Dataset entries:
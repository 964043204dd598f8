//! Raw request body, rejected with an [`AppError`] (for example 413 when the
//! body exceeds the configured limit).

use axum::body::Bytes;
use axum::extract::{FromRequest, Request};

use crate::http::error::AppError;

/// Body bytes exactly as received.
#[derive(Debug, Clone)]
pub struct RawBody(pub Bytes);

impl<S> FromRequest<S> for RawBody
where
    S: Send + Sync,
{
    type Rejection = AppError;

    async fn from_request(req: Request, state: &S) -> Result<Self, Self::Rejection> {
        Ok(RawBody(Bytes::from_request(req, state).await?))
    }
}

■ **Task directions**
Find each line in the records that includes the word "axum". Report the total and nothing more.

■ **Expected answer**
2